Morgan Stanley’s CEO James Gorman called the results “our strongest quarter in many years,” citing improved performance across most areas of the firm. Overall, the Wall Street firm reported net income of $2.31 billion, up 39 percent from the $1.4 billion reported a year ago. The reported profits of $1.14 per diluted share beat analysts predictions by $0.36, according to Seeking Alpha.
Revenues for the investment bank also beat analysts expectations, hitting $9.9 billion in the first quarter compared to $9.0 billion in revenues reported a year prior.
Morgan Stanley’s wealth management unit hit several record highs in the quarter, including for net income, revenue and pre-tax margin. The unit earned a record high of $855 million in pre-tax income, up from the $686 million reported in January 2014. Revenue also rose 5 percent in the first quarter, climbing to a record $3.8 billion.

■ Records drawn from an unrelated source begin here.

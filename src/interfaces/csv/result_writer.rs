use crate::domain::loan::LoanResult;
use crate::error::Result;
use rust_decimal::Decimal;
use serde::Serialize;
use std::io::Write;

#[derive(Debug, Serialize)]
#[serde(rename_all = "camelCase")]
struct ResultRecord {
    row: usize,
    monthly_payment: Decimal,
    total_amount: Decimal,
    total_interest: Decimal,
    annual_interest_rate_percent: Decimal,
}

/// Writes loan results as CSV rows keyed by their input row number.
pub struct ResultWriter<W: Write> {
    writer: csv::Writer<W>,
}

impl<W: Write> ResultWriter<W> {
    pub fn new(sink: W) -> Self {
        Self {
            writer: csv::Writer::from_writer(sink),
        }
    }

    pub fn write_result(&mut self, row: usize, result: &LoanResult) -> Result<()> {
        self.writer.serialize(ResultRecord {
            row,
            monthly_payment: result.monthly_payment,
            total_amount: result.total_amount,
            total_interest: result.total_interest,
            annual_interest_rate_percent: result.annual_interest_rate_percent,
        })?;
        Ok(())
    }

    pub fn flush(&mut self) -> Result<()> {
        self.writer.flush()?;
        Ok(())
    }
}
use chrono::NaiveDate;
use std::sync::Arc;

/// Source of the evaluation date used for validation and age tiering.
pub trait Clock: Send + Sync {
    fn today(&self) -> NaiveDate;
}

pub type ClockRef = Arc<dyn Clock>;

Wealth management also reported a record pre-tax profit margin of 22 percent, compared to 19 percent reported a year ago and in the fourth quarter. The quarter’s results are in line with the firm’s previously stated goals of hitting a 22 to 25 percent profit margin in the wealth management business.
The firm reported record high overall client assets of $2.047 trillion, up slightly from last quarter’s $2.03 trillion. Fee-based asset flows were down for the first quarter at $13.3 billion, compared to the $19 billion reported a year ago and $20 billion last quarter. Client assets in fee-based accounts increased 11 percent over the past year to $803 billion.
The record-breaking quarter came amid a loss of 161 advisors. Morgan Stanley’s now 15,915 advisors earned annualized revenues of $959,000 each and had about $129 million in assets under management per advisor.
Morgan Stanley’s outgoing chief financial officer Ruth Porat sounded off on the regulatory environment the investment bank has experienced over the last several years, calling for a “time out” to digest and assess which regulatory changes are working out and which are not.
Additionally, she said she did not expect the Department of Labor's fiduciary proposal to have a meaningful impact on business, although added that the firm could see changes in activity and higher compliance costs related to the rulemaking. Morgan Stanley plans to comment on the proposal during the ongoing 75-day window.